### PROMPT
From the records below, copy each line in which the string "target" occurs.

==== DATA RECORDS ====

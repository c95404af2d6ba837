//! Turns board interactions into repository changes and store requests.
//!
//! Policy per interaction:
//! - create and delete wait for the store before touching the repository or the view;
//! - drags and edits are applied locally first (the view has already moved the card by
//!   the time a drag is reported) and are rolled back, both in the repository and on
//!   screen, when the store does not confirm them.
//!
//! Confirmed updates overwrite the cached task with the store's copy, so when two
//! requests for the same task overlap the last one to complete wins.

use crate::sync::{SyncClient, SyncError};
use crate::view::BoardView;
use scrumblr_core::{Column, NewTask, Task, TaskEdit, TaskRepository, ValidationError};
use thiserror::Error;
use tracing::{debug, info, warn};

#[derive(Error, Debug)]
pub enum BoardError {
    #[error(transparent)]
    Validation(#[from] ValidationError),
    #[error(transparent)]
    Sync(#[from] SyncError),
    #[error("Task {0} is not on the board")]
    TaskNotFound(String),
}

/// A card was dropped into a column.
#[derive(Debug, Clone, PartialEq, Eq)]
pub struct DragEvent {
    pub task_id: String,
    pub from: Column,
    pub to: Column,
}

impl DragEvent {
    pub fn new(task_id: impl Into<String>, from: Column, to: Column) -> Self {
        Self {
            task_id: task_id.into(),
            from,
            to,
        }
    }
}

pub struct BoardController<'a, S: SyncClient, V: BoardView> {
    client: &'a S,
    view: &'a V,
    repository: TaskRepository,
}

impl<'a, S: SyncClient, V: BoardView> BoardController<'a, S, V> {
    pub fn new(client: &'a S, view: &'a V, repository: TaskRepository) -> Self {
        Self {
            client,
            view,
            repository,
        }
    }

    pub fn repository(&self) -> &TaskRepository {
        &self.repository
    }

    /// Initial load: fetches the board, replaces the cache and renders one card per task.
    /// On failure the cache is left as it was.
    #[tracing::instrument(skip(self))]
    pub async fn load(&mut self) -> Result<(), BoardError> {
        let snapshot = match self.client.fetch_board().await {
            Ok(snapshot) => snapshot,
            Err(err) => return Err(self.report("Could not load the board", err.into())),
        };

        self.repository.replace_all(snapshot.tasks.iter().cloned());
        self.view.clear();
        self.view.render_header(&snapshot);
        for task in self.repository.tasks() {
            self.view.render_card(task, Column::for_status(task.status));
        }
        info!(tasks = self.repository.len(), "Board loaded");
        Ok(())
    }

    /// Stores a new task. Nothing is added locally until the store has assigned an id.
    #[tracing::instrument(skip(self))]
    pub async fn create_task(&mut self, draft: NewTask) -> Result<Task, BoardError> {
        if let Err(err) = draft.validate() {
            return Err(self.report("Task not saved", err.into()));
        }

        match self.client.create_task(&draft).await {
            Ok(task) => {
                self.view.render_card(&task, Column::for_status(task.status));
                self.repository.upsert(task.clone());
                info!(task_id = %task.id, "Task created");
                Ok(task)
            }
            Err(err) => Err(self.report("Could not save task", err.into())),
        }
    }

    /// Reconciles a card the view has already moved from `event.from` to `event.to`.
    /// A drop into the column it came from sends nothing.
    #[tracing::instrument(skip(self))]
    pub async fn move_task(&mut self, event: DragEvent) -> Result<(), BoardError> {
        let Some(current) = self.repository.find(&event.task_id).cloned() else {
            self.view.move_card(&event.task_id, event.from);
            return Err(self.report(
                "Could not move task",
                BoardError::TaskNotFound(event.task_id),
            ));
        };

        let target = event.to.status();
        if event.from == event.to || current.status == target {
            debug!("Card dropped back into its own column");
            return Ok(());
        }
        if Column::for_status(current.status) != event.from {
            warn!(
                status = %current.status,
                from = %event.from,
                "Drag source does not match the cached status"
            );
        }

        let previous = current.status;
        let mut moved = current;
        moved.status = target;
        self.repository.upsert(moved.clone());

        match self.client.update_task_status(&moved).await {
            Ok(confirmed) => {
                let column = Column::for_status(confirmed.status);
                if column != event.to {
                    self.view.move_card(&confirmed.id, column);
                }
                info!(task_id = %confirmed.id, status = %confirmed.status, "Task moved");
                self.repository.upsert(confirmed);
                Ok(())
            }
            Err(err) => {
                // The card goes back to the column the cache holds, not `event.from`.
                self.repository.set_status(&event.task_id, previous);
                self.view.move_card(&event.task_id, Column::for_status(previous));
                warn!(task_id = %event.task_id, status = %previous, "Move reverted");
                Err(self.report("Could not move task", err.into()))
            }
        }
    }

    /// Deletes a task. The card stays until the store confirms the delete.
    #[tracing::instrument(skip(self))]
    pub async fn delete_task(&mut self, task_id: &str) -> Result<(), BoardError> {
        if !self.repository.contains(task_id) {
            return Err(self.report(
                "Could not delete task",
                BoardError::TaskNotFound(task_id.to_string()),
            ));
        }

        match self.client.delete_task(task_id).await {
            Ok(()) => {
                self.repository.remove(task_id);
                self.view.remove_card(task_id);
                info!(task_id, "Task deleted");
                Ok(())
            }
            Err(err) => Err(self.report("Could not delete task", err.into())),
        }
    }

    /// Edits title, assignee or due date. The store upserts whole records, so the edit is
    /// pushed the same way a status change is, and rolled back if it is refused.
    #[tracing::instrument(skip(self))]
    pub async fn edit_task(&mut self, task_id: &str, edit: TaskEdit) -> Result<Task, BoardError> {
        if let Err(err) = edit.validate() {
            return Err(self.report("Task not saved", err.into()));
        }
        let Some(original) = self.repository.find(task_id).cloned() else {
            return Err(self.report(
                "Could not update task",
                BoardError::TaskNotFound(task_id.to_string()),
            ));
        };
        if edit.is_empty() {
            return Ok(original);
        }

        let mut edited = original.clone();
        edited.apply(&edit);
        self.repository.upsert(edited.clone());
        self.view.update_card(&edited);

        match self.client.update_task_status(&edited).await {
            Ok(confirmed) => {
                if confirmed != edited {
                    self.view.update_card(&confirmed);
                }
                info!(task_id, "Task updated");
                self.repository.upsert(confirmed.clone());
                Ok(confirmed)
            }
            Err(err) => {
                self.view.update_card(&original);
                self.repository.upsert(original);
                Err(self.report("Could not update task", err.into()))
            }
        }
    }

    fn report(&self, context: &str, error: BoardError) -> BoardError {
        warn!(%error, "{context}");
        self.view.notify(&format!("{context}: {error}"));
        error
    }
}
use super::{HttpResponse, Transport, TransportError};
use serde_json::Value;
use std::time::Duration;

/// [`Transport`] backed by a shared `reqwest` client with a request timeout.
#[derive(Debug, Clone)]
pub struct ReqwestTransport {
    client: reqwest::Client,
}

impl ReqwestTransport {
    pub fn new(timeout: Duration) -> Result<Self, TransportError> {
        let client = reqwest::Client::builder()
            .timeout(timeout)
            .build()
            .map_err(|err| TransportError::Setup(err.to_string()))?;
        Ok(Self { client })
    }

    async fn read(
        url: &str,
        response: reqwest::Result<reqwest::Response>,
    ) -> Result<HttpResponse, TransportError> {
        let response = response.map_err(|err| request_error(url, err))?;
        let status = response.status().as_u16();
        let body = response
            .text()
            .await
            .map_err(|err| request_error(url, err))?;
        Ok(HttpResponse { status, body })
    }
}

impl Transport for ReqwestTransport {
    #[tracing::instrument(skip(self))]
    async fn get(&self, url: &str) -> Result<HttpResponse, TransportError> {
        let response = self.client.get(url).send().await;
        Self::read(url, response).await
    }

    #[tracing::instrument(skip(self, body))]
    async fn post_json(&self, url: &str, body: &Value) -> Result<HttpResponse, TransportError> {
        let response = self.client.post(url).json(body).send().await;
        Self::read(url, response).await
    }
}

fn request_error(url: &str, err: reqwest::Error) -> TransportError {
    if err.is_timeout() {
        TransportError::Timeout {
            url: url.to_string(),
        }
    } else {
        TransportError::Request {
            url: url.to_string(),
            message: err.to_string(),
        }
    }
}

====

### RESPONSE
        let target = event.to.status();
        if event.from == event.to || current.status == target {
        moved.status = target;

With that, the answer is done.